About this exercise> Look through the records below, and copy out every line that holds the string "return".

......

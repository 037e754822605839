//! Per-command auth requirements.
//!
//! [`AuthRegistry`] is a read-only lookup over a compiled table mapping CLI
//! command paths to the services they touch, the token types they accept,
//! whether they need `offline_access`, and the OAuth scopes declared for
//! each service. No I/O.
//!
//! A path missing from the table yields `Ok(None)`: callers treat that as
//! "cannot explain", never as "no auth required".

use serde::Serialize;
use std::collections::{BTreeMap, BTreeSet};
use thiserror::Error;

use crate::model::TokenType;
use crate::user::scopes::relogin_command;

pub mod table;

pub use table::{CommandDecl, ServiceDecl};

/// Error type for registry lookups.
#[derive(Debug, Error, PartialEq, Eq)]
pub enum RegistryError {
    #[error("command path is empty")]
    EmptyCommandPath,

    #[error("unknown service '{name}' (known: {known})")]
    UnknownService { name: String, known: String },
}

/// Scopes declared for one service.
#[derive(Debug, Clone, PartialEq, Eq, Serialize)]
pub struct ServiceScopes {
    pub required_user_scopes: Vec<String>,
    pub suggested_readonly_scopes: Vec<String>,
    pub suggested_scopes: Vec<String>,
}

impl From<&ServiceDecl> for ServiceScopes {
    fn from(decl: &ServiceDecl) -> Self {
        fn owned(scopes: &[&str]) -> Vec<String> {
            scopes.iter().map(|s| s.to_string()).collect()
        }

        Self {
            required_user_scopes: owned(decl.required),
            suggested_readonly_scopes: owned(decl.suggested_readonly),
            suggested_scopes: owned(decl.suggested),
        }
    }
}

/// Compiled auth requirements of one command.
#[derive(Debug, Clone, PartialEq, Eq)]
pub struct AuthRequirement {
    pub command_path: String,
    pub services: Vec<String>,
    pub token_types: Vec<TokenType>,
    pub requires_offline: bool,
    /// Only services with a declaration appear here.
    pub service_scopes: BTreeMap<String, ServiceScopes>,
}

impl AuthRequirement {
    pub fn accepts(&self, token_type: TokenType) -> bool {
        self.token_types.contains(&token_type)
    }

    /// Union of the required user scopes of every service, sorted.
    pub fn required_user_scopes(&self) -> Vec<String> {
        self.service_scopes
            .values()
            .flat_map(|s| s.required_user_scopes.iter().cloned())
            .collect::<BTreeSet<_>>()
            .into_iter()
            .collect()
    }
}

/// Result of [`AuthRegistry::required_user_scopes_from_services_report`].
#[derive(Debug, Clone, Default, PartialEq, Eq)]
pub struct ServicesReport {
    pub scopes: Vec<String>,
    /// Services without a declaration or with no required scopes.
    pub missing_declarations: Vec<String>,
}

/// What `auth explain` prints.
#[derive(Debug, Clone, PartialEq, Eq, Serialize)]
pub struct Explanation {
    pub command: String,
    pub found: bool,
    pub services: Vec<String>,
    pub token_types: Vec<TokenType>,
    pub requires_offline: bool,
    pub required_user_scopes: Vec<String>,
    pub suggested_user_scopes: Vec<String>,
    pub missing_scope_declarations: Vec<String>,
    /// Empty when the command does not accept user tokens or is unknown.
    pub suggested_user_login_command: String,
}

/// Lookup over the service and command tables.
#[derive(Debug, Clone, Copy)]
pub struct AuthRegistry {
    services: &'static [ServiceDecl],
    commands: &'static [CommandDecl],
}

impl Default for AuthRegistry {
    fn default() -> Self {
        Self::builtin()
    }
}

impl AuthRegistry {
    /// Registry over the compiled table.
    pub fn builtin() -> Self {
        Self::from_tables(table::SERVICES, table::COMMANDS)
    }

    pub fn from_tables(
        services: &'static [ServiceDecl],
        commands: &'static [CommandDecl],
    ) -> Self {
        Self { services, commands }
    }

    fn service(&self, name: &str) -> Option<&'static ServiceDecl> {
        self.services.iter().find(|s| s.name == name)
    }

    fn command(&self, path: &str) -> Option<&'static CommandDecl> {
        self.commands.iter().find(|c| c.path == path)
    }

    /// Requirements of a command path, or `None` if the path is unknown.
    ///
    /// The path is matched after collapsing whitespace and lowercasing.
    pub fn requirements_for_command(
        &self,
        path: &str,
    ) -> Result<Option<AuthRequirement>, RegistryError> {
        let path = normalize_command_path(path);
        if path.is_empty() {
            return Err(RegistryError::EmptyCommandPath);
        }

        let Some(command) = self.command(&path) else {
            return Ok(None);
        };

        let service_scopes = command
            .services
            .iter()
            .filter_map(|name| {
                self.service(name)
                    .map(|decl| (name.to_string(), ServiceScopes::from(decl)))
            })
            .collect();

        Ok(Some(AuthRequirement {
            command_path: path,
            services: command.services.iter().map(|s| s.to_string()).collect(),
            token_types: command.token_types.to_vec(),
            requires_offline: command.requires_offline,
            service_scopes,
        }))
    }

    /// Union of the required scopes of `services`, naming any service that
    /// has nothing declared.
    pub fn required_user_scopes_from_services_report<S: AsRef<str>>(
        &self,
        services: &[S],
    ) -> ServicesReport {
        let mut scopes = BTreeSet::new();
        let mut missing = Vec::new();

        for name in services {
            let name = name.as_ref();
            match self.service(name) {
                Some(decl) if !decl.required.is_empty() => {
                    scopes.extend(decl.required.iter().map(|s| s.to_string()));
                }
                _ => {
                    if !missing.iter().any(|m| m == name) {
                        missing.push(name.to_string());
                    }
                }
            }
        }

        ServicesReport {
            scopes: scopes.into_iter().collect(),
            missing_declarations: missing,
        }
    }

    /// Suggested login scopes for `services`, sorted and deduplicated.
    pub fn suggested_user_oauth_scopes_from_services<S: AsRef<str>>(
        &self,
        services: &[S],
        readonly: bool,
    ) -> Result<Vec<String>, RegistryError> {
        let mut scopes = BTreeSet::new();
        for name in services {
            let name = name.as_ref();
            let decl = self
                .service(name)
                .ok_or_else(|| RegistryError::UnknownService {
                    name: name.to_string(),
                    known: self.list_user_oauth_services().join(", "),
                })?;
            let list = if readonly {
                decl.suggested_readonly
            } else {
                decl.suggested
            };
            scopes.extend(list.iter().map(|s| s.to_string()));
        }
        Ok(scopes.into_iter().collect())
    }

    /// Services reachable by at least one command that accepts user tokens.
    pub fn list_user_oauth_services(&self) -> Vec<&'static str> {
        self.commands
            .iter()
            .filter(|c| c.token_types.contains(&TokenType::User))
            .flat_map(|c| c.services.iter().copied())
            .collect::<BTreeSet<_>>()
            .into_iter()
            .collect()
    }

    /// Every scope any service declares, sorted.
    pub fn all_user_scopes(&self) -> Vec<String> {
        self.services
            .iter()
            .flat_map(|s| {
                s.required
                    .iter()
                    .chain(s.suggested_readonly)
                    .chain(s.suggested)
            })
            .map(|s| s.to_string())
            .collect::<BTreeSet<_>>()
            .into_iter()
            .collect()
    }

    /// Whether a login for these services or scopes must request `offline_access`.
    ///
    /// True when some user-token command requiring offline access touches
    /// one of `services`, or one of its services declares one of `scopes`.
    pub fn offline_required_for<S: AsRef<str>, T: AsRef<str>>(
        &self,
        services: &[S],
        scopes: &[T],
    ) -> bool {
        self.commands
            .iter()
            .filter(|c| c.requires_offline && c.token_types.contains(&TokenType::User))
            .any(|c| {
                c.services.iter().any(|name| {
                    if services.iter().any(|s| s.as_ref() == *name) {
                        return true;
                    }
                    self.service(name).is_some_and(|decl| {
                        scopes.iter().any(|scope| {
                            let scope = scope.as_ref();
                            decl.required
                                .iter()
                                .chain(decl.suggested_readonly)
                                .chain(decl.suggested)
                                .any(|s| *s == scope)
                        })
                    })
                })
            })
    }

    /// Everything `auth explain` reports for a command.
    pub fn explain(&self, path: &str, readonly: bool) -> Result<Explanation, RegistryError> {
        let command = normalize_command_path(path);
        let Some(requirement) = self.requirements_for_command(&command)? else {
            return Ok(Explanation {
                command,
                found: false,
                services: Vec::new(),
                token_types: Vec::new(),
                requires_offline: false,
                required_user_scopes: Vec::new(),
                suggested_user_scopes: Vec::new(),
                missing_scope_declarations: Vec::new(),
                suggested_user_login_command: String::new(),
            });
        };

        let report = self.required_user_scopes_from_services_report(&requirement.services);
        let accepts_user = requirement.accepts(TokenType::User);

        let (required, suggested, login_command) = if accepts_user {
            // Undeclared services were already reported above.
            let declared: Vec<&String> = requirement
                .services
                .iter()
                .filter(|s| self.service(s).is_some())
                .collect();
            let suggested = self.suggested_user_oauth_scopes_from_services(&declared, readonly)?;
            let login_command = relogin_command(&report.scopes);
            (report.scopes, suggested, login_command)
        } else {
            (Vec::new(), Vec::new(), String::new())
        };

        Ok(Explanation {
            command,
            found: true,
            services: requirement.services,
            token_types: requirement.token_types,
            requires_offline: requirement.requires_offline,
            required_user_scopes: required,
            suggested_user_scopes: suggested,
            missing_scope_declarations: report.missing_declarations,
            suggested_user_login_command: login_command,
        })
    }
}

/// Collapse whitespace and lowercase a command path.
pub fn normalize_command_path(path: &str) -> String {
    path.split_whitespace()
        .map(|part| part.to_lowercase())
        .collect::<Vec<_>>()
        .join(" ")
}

......

Answer section>
            return Err(RegistryError::EmptyCommandPath);
            return Ok(None);
                        return true;
            return Ok(Explanation {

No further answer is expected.